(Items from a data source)
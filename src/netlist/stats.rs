//! Netlist statistics: a plain struct built by one pass over `nodes`,
//! with a `Display` impl for the CLI's `Show` subcommand.

use std::collections::HashMap;
use std::fmt;

use super::gate::GateKind;
use super::Netlist;

/// Aggregate counters over a [`Netlist`], computed on demand (never
/// cached, since it is only ever needed by diagnostics/CLI code).
#[derive(Clone, Debug, Default)]
pub struct NetlistStats {
    pub nb_nodes: usize,
    pub nb_inputs: usize,
    pub nb_outputs: usize,
    pub nb_dffs: usize,
    pub nb_ppis: usize,
    pub nb_ppos: usize,
    pub nb_ffrs: usize,
    pub nb_mffcs: usize,
    pub nb_faults: usize,
    pub max_level: u32,
    pub gate_counts: HashMap<GateKind, usize>,
}

pub(super) fn compute(net: &Netlist) -> NetlistStats {
    let mut gate_counts: HashMap<GateKind, usize> = HashMap::new();
    let mut max_level = 0;
    for node in net.nodes() {
        *gate_counts.entry(node.kind).or_insert(0) += 1;
        max_level = max_level.max(node.level);
    }
    NetlistStats {
        nb_nodes: net.nb_nodes(),
        nb_inputs: net.inputs().len(),
        nb_outputs: net.outputs().len(),
        nb_dffs: net.dffs().len(),
        nb_ppis: net.ppis().len(),
        nb_ppos: net.ppos().len(),
        nb_ffrs: net.ffrs().len(),
        nb_mffcs: net.mffcs().len(),
        nb_faults: net.faults().len(),
        max_level,
        gate_counts,
    }
}

impl fmt::Display for NetlistStats {
    fn fmt(&self, f: &mut fmt::Formatter) -> fmt::Result {
        writeln!(f, "Nodes:   {}", self.nb_nodes)?;
        writeln!(f, "Inputs:  {}", self.nb_inputs)?;
        writeln!(f, "Outputs: {}", self.nb_outputs)?;
        writeln!(f, "DFFs:    {}", self.nb_dffs)?;
        writeln!(f, "PPIs:    {}", self.nb_ppis)?;
        writeln!(f, "PPOs:    {}", self.nb_ppos)?;
        writeln!(f, "FFRs:    {}", self.nb_ffrs)?;
        writeln!(f, "MFFCs:   {}", self.nb_mffcs)?;
        writeln!(f, "Faults:  {}", self.nb_faults)?;
        writeln!(f, "Levels:  {}", self.max_level)?;
        let mut kinds: Vec<_> = self.gate_counts.iter().collect();
        kinds.sort_by_key(|(k, _)| format!("{}", k));
        for (kind, count) in kinds {
            writeln!(f, "  {:10}: {}", kind.to_string(), count)?;
        }
        Ok(())
    }
}

#[cfg(test)]
mod tests {
    use super::super::build::ParsedGate;
    use super::*;
    use crate::netlist::Netlist;

    #[test]
    fn test_stats_basic() {
        let gates = vec![
            ParsedGate::new("a", GateKind::PrimaryInput, vec![]),
            ParsedGate::new("b", GateKind::PrimaryInput, vec![]),
            ParsedGate::new("y", GateKind::And, vec!["a".into(), "b".into()]),
            ParsedGate::new("o", GateKind::PrimaryOutput, vec!["y".into()]),
        ];
        let net = Netlist::build(gates).unwrap();
        let stats = net.stats();
        assert_eq!(stats.nb_nodes, 4);
        assert_eq!(stats.nb_inputs, 2);
        assert_eq!(stats.nb_outputs, 1);
        assert_eq!(*stats.gate_counts.get(&GateKind::And).unwrap(), 1);
    }
}
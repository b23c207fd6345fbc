//! Integration tests for the arena pipeline.
//!
//! Tests cover:
//! - Loading a market through a mock data port and running the arena
//! - Determinism across runs and scheduling modes
//! - Partial universes (some tokens skipped, others traded)
//! - Aggregation over a real population
//! - Report generation into a temporary directory
//! - Portfolio invariants over random price series (proptest)

mod common;

use agent_arena::adapters::json_report_adapter::JsonReportAdapter;
use agent_arena::adapters::markdown_report_adapter::MarkdownReportAdapter;
use agent_arena::domain::aggregate::Aggregate;
use agent_arena::domain::agent::create_agent;
use agent_arena::domain::arena::ArenaRunner;
use agent_arena::domain::catalog::Catalog;
use agent_arena::domain::error::ArenaError;
use agent_arena::domain::market::MarketData;
use agent_arena::domain::simulator::{SimulationConfig, SimulationResult};
use agent_arena::domain::universe::{SkipReason, load_market};
use agent_arena::ports::report_port::{ArenaReport, ReportPort, RunMeta};
use approx::assert_relative_eq;
use common::*;
use proptest::prelude::*;

fn tokens() -> Vec<String> {
    TOKENS.iter().map(|t| t.to_string()).collect()
}

fn market_from(port: &MockDataPort) -> MarketData {
    load_market(port, &tokens(), SimulationConfig::default().min_candles)
        .unwrap()
        .market
}

fn runner() -> ArenaRunner {
    ArenaRunner::new(Catalog::crypto(), SimulationConfig::default())
}

mod arena_pipeline {
    use super::*;

    #[test]
    fn every_agent_produces_a_result() {
        let market = market_from(&MockDataPort::full_universe(90, wave));
        let results = runner().run(200, &market);

        assert_eq!(results.len(), 200);
        let mut ids: Vec<u32> = results.iter().map(|r| r.agent.id).collect();
        ids.sort_unstable();
        assert_eq!(ids, (0..200).collect::<Vec<_>>());
        assert!(
            results
                .windows(2)
                .all(|w| w[0].return_pct >= w[1].return_pct)
        );
    }

    #[test]
    fn idle_agents_keep_their_capital() {
        let market = market_from(&MockDataPort::full_universe(60, flat));
        let results = runner().run(150, &market);
        for r in results.iter().filter(|r| r.trade_count == 0) {
            assert_relative_eq!(r.final_value, 1000.0);
            assert_relative_eq!(r.return_pct, 0.0);
            assert_relative_eq!(r.max_drawdown_pct, 0.0);
        }
    }

    #[test]
    fn uptrend_rewards_trend_followers() {
        let market = market_from(&MockDataPort::full_universe(120, uptrend));
        let results = runner().run(400, &market);
        let trend_followers: Vec<&SimulationResult> = results
            .iter()
            .filter(|r| r.agent.primary_strategy == "Position Trading" && r.trade_count > 0)
            .collect();
        assert!(!trend_followers.is_empty());
        assert!(trend_followers.iter().all(|r| r.return_pct > 0.0));
    }

    #[test]
    fn golden_agent_zero_profile() {
        let agent = create_agent(0, &Catalog::crypto());
        assert_eq!(agent.profile.seed, 0);
        assert_eq!(agent.profile.primary_strategy, "Concentrated LP");
        assert_eq!(agent.profile.secondary_strategy, "MEV Extraction");
        assert_eq!(agent.profile.preferred_tokens, vec!["SOL", "BONK"]);
    }
}

mod determinism {
    use super::*;

    #[test]
    fn repeated_runs_are_identical() {
        let market = market_from(&MockDataPort::full_universe(80, wave));
        let first = runner().run(120, &market);
        let second = runner().run(120, &market);
        assert_eq!(first, second);
    }

    #[test]
    fn scheduling_does_not_change_results() {
        let market = market_from(&MockDataPort::full_universe(80, wave));
        let parallel = runner().run(120, &market);
        let sequential = runner().with_parallelism(false).run(120, &market);
        let pooled = runner().with_threads(3).run(120, &market);
        assert_eq!(parallel, sequential);
        assert_eq!(parallel, pooled);
    }

    #[test]
    fn single_agent_matches_population_entry() {
        let market = market_from(&MockDataPort::full_universe(80, wave));
        let population = runner().run(50, &market);
        let solo = runner().run_agent(17, &market);
        let entry = population.iter().find(|r| r.agent.id == 17).unwrap();
        assert_eq!(&solo, entry);
    }
}

mod partial_universe {
    use super::*;

    #[test]
    fn short_and_missing_tokens_are_skipped() {
        let port = MockDataPort::full_universe(60, wave)
            .with_candles("WIF", candles_from_closes(&[1.0; 10]))
            .with_missing("JUP");
        let loaded = load_market(&port, &tokens(), 30).unwrap();

        assert_eq!(loaded.market.len(), 4);
        assert!(loaded.market.get("WIF").is_none());
        assert!(loaded.skipped.iter().any(|s| s.token == "WIF"
            && s.reason == SkipReason::InsufficientCandles { candles: 10 }));
        assert!(loaded
            .skipped
            .iter()
            .any(|s| s.token == "JUP" && s.reason == SkipReason::NoData));
    }

    #[test]
    fn malformed_token_data_aborts_the_load() {
        let port = MockDataPort::full_universe(60, wave).with_error("SOL", "bad json");
        let err = load_market(&port, &tokens(), 30).unwrap_err();
        assert!(matches!(
            err,
            ArenaError::DataFormat { ref source_name, ref reason }
                if source_name == "SOL" && reason == "bad json"
        ));
        let code = std::process::ExitCode::from(&err);
        assert_eq!(format!("{code:?}"), format!("{:?}", std::process::ExitCode::from(3)));
    }

    #[test]
    fn agents_without_usable_tokens_are_degenerate() {
        let port = MockDataPort::new().with_candles("RAY", candles_from_closes(&[5.0; 40]));
        let market = market_from(&port);
        let results = runner().run(100, &market);
        for r in results
            .iter()
            .filter(|r| !r.agent.preferred_tokens.iter().any(|t| t == "RAY"))
        {
            assert_eq!(r.trade_count, 0);
            assert_relative_eq!(r.final_value, 1000.0);
        }
    }

    #[test]
    fn empty_universe_is_an_error() {
        let port = MockDataPort::new().with_candles("SOL", candles_from_closes(&[1.0; 5]));
        let err = load_market(&port, &tokens(), 30).unwrap_err();
        assert!(matches!(
            err,
            ArenaError::InsufficientData { ref token, candles: 5, minimum: 30 } if token == "SOL"
        ));

        let err = load_market(&MockDataPort::new(), &tokens(), 30).unwrap_err();
        assert!(matches!(err, ArenaError::NoData { ref path } if path == "mock"));
    }
}

mod aggregation {
    use super::*;

    #[test]
    fn summary_totals_match_results() {
        let market = market_from(&MockDataPort::full_universe(90, wave));
        let results = runner().run(300, &market);
        let agg = Aggregate::from_results(&results);
        let s = &agg.summary;

        assert_eq!(s.agents, 300);
        assert_eq!(s.profitable + s.unprofitable, 300);
        assert_relative_eq!(s.total_capital, 300_000.0);
        let total: f64 = results.iter().map(|r| r.final_value).sum();
        assert_relative_eq!(s.total_final_value, total, epsilon = 1e-6);
        assert_eq!(s.best.as_ref().unwrap().id, results[0].agent.id);
        assert_eq!(s.worst.as_ref().unwrap().id, results[299].agent.id);

        let grouped: usize = agg.by_strategy.iter().map(|g| g.count).sum();
        assert_eq!(grouped, 300);
        assert!(
            agg.by_strategy
                .windows(2)
                .all(|w| w[0].avg_return_pct >= w[1].avg_return_pct)
        );
        assert!(agg.by_aggression.len() <= 5);
        assert!(agg.by_risk_tier.len() <= 4);
    }
}

mod report_generation {
    use super::*;

    #[test]
    fn both_reports_written() {
        let market = market_from(&MockDataPort::full_universe(60, wave));
        let results = runner().run(40, &market);
        let aggregate = Aggregate::from_results(&results);
        let context = market.context();
        let meta = RunMeta {
            date: date(2025, 3, 1),
            start_date: Some(date(2024, 1, 1)),
            end_date: Some(date(2024, 2, 29)),
            total_agents: results.len(),
            initial_capital: 1000.0,
            catalog: "crypto".into(),
            trade_fee: 0.001,
            slippage: 0.0005,
            max_position_pct: 0.25,
        };
        let report = ArenaReport {
            meta: &meta,
            market: &context,
            results: &results,
            aggregate: &aggregate,
        };

        let dir = tempfile::TempDir::new().unwrap();
        let md = MarkdownReportAdapter::default()
            .write(&report, dir.path())
            .unwrap();
        let json = JsonReportAdapter::default()
            .write(&report, dir.path())
            .unwrap();

        let md = std::fs::read_to_string(md).unwrap();
        assert!(md.contains("**Data Period:** 2024-01-01 to 2024-02-29 (~60 days)"));
        assert!(md.contains("## Top 20 Agents"));

        let json: serde_json::Value =
            serde_json::from_str(&std::fs::read_to_string(json).unwrap()).unwrap();
        assert_eq!(json["top"].as_array().unwrap().len(), 40);
        assert_eq!(json["bottom"].as_array().unwrap().len(), 20);
        assert_eq!(json["market"].as_array().unwrap().len(), 6);
    }
}

fn arb_closes() -> impl Strategy<Value = Vec<f64>> {
    prop::collection::vec(0.85f64..1.15, 30..70).prop_map(|steps| {
        steps
            .iter()
            .scan(100.0, |price, step| {
                *price = (*price * step).max(0.01);
                Some(*price)
            })
            .collect()
    })
}

proptest! {
    #![proptest_config(ProptestConfig::with_cases(32))]

    #[test]
    fn portfolio_invariants_hold(
        sol in arb_closes(),
        bonk in arb_closes(),
        id in 0u32..5_000,
        quant in any::<bool>(),
    ) {
        let market = MarketData::new([
            ("SOL".to_string(), candles_from_closes(&sol)),
            ("BONK".to_string(), candles_from_closes(&bonk)),
        ]);
        let runner = || {
            let catalog = if quant { Catalog::quant() } else { Catalog::crypto() };
            ArenaRunner::new(catalog, SimulationConfig::default())
        };
        let r = runner().run_agent(id, &market);

        prop_assert!(r.final_value >= 0.0);
        prop_assert!(r.return_pct >= -100.0);
        prop_assert!((0.0..=100.0).contains(&r.max_drawdown_pct));
        prop_assert!((0.0..=100.0).contains(&r.win_rate));
        prop_assert!(r.win_count + r.loss_count <= r.trade_count);
        if r.trade_count == 0 {
            prop_assert_eq!(r.final_value, 1000.0);
        }

        let again = runner().run_agent(id, &market);
        prop_assert_eq!(r, again);
    }
}

#[test]
fn quant_population_runs_on_volatile_market() {
    let market = market_from(&MockDataPort::full_universe(90, wave));
    let runner = ArenaRunner::new(Catalog::quant(), SimulationConfig::default());
    let results = runner.run(300, &market);

    assert_eq!(results.len(), 300);
    assert!(results.iter().any(|r| r.trade_count > 0));
    for r in &results {
        assert!(r.final_value >= 0.0);
        assert!((0.0..=100.0).contains(&r.max_drawdown_pct));
        assert!(Catalog::quant().strategy(&r.agent.primary_strategy).is_some());
    }
}
//! Token universe: parsing token lists and loading their price history.
//!
//! Tokens with no data or too little history are skipped with a warning.
//! Malformed data and unreadable files abort the load, as does a universe
//! where nothing usable remains.

use std::collections::HashSet;
use std::io::ErrorKind;

use tracing::{info, warn};

use crate::domain::error::ArenaError;
use crate::domain::market::MarketData;
use crate::ports::data_port::DataPort;

#[derive(Debug, Clone, PartialEq, thiserror::Error)]
pub enum UniverseError {
    #[error("empty token in token list")]
    EmptyToken,

    #[error("duplicate token: {0}")]
    DuplicateToken(String),
}

/// Parse a comma-separated token list, uppercased and deduplicated.
pub fn parse_tokens(input: &str) -> Result<Vec<String>, UniverseError> {
    let mut tokens = Vec::new();
    let mut seen = HashSet::new();

    for raw in input.split(',') {
        let trimmed = raw.trim();
        if trimmed.is_empty() {
            return Err(UniverseError::EmptyToken);
        }
        let token = trimmed.to_uppercase();
        if !seen.insert(token.clone()) {
            return Err(UniverseError::DuplicateToken(token));
        }
        tokens.push(token);
    }

    Ok(tokens)
}

#[derive(Debug, Clone, PartialEq)]
pub struct SkippedToken {
    pub token: String,
    pub reason: SkipReason,
}

#[derive(Debug, Clone, PartialEq)]
pub enum SkipReason {
    NoData,
    InsufficientCandles { candles: usize },
}

#[derive(Debug)]
pub struct LoadedMarket {
    pub market: MarketData,
    pub skipped: Vec<SkippedToken>,
}

/// Fetch `tokens` through `data_port`, keeping those with at least
/// `min_candles` candles.
pub fn load_market(
    data_port: &dyn DataPort,
    tokens: &[String],
    min_candles: usize,
) -> Result<LoadedMarket, ArenaError> {
    let mut series = Vec::new();
    let mut skipped = Vec::new();

    for token in tokens {
        let candles = match data_port.fetch_candles(token) {
            Ok(candles) if !candles.is_empty() => candles,
            Ok(_) => {
                warn!(token = %token, "skipping token with no data");
                skipped.push(SkippedToken {
                    token: token.clone(),
                    reason: SkipReason::NoData,
                });
                continue;
            }
            Err(ArenaError::Io(e)) if e.kind() == ErrorKind::NotFound => {
                warn!(token = %token, error = %e, "skipping token without a data file");
                skipped.push(SkippedToken {
                    token: token.clone(),
                    reason: SkipReason::NoData,
                });
                continue;
            }
            Err(e) => return Err(e),
        };

        if candles.len() < min_candles {
            warn!(
                token = %token,
                candles = candles.len(),
                minimum = min_candles,
                "skipping token with insufficient history"
            );
            skipped.push(SkippedToken {
                token: token.clone(),
                reason: SkipReason::InsufficientCandles {
                    candles: candles.len(),
                },
            });
            continue;
        }

        info!(token = %token, candles = candles.len(), "loaded");
        series.push((token.clone(), candles));
    }

    if series.is_empty() {
        let longest = skipped
            .iter()
            .filter_map(|s| match s.reason {
                SkipReason::InsufficientCandles { candles } => Some((s.token.clone(), candles)),
                SkipReason::NoData => None,
            })
            .max_by_key(|(_, candles)| *candles);
        return Err(match longest {
            Some((token, candles)) => ArenaError::InsufficientData {
                token,
                candles,
                minimum: min_candles,
            },
            None => ArenaError::NoData {
                path: data_port.describe(),
            },
        });
    }

    if !skipped.is_empty() {
        info!(
            loaded = series.len(),
            requested = tokens.len(),
            "some tokens were skipped"
        );
    }

    Ok(LoadedMarket {
        market: MarketData::new(series),
        skipped,
    })
}
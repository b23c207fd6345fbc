//! Strategy catalogue entries.

use serde::{Deserialize, Serialize};
use std::fmt;

/// Coarse risk label attached to each strategy.
#[derive(Debug, Clone, Copy, PartialEq, Eq, Hash, PartialOrd, Ord, Serialize, Deserialize)]
#[serde(rename_all = "UPPERCASE")]
pub enum RiskTier {
    Low,
    Med,
    High,
    Degen,
}

impl RiskTier {
    pub fn label(self) -> &'static str {
        match self {
            RiskTier::Low => "LOW",
            RiskTier::Med => "MED",
            RiskTier::High => "HIGH",
            RiskTier::Degen => "DEGEN",
        }
    }
}

impl fmt::Display for RiskTier {
    fn fmt(&self, f: &mut fmt::Formatter<'_>) -> fmt::Result {
        f.write_str(self.label())
    }
}

#[derive(Debug, Clone, PartialEq, Eq, Serialize, Deserialize)]
pub struct StrategyDef {
    pub name: String,
    pub category: String,
    pub risk_tier: RiskTier,
}

impl StrategyDef {
    pub fn new(name: &str, category: &str, risk_tier: RiskTier) -> Self {
        StrategyDef {
            name: name.to_string(),
            category: category.to_string(),
            risk_tier,
        }
    }
}

#[cfg(test)]
mod tests {
    use super::*;

    #[test]
    fn strategy_fields() {
        let s = StrategyDef::new("Mean Reversion", "Quant", RiskTier::Med);
        assert_eq!(s.name, "Mean Reversion");
        assert_eq!(s.category, "Quant");
        assert_eq!(s.risk_tier, RiskTier::Med);
    }

    #[test]
    fn risk_tier_labels() {
        assert_eq!(RiskTier::Low.to_string(), "LOW");
        assert_eq!(RiskTier::Degen.to_string(), "DEGEN");
    }

    #[test]
    fn risk_tier_serializes_uppercase() {
        let json = serde_json::to_string(&RiskTier::High).unwrap();
        assert_eq!(json, "\"HIGH\"");
    }
}
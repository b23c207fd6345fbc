//! Domain error types.

/// Top-level error type for agent-arena.
///
/// The simulation core itself never fails: degenerate inputs produce defined
/// degenerate results. Errors surface only from the outer layers (config,
/// data loading, report writing) before or after the simulations run.
#[derive(Debug, thiserror::Error)]
pub enum ArenaError {
    #[error("config parse error in {file}: {reason}")]
    ConfigParse { file: String, reason: String },

    #[error("missing config key [{section}] {key}")]
    ConfigMissing { section: String, key: String },

    #[error("invalid config value [{section}] {key}: {reason}")]
    ConfigInvalid {
        section: String,
        key: String,
        reason: String,
    },

    #[error("no price data found at {path}")]
    NoData { path: String },

    #[error("insufficient data for {token}: have {candles} candles, need {minimum}")]
    InsufficientData {
        token: String,
        candles: usize,
        minimum: usize,
    },

    #[error("malformed price data in {source_name}: {reason}")]
    DataFormat { source_name: String, reason: String },

    #[error("unknown strategy catalog: {0}")]
    UnknownCatalog(String),

    #[error("report error: {reason}")]
    Report { reason: String },

    #[error(transparent)]
    Io(#[from] std::io::Error),
}

impl From<&ArenaError> for std::process::ExitCode {
    fn from(err: &ArenaError) -> Self {
        let code: u8 = match err {
            ArenaError::Io(_) => 1,
            ArenaError::ConfigParse { .. }
            | ArenaError::ConfigMissing { .. }
            | ArenaError::ConfigInvalid { .. } => 2,
            ArenaError::NoData { .. }
            | ArenaError::InsufficientData { .. }
            | ArenaError::DataFormat { .. } => 3,
            ArenaError::UnknownCatalog(_) => 4,
            ArenaError::Report { .. } => 5,
        };
        std::process::ExitCode::from(code)
    }
}

#[cfg(test)]
mod tests {
    use super::*;
    use std::process::ExitCode;

    #[test]
    fn display_includes_context() {
        let err = ArenaError::InsufficientData {
            token: "SOL".into(),
            candles: 12,
            minimum: 30,
        };
        assert_eq!(
            err.to_string(),
            "insufficient data for SOL: have 12 candles, need 30"
        );
    }

    #[test]
    fn config_errors_share_exit_code() {
        let missing = ArenaError::ConfigMissing {
            section: "arena".into(),
            key: "agents".into(),
        };
        let invalid = ArenaError::ConfigInvalid {
            section: "arena".into(),
            key: "agents".into(),
            reason: "must be positive".into(),
        };
        assert_eq!(ExitCode::from(&missing), ExitCode::from(2));
        assert_eq!(ExitCode::from(&invalid), ExitCode::from(2));
    }

    #[test]
    fn io_error_converts() {
        let io = std::io::Error::new(std::io::ErrorKind::NotFound, "gone");
        let err: ArenaError = io.into();
        assert!(matches!(err, ArenaError::Io(_)));
        assert_eq!(ExitCode::from(&err), ExitCode::from(1));
    }
}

*WHAT YOU ARE ASKED TO DO:* Looking at the data above, show all lines where the word "SkippedToken" occurs.

*OUTPUT BELOW:*
pub struct SkippedToken {
    pub skipped: Vec<SkippedToken>,
                skipped.push(SkippedToken {
                skipped.push(SkippedToken {
            skipped.push(SkippedToken {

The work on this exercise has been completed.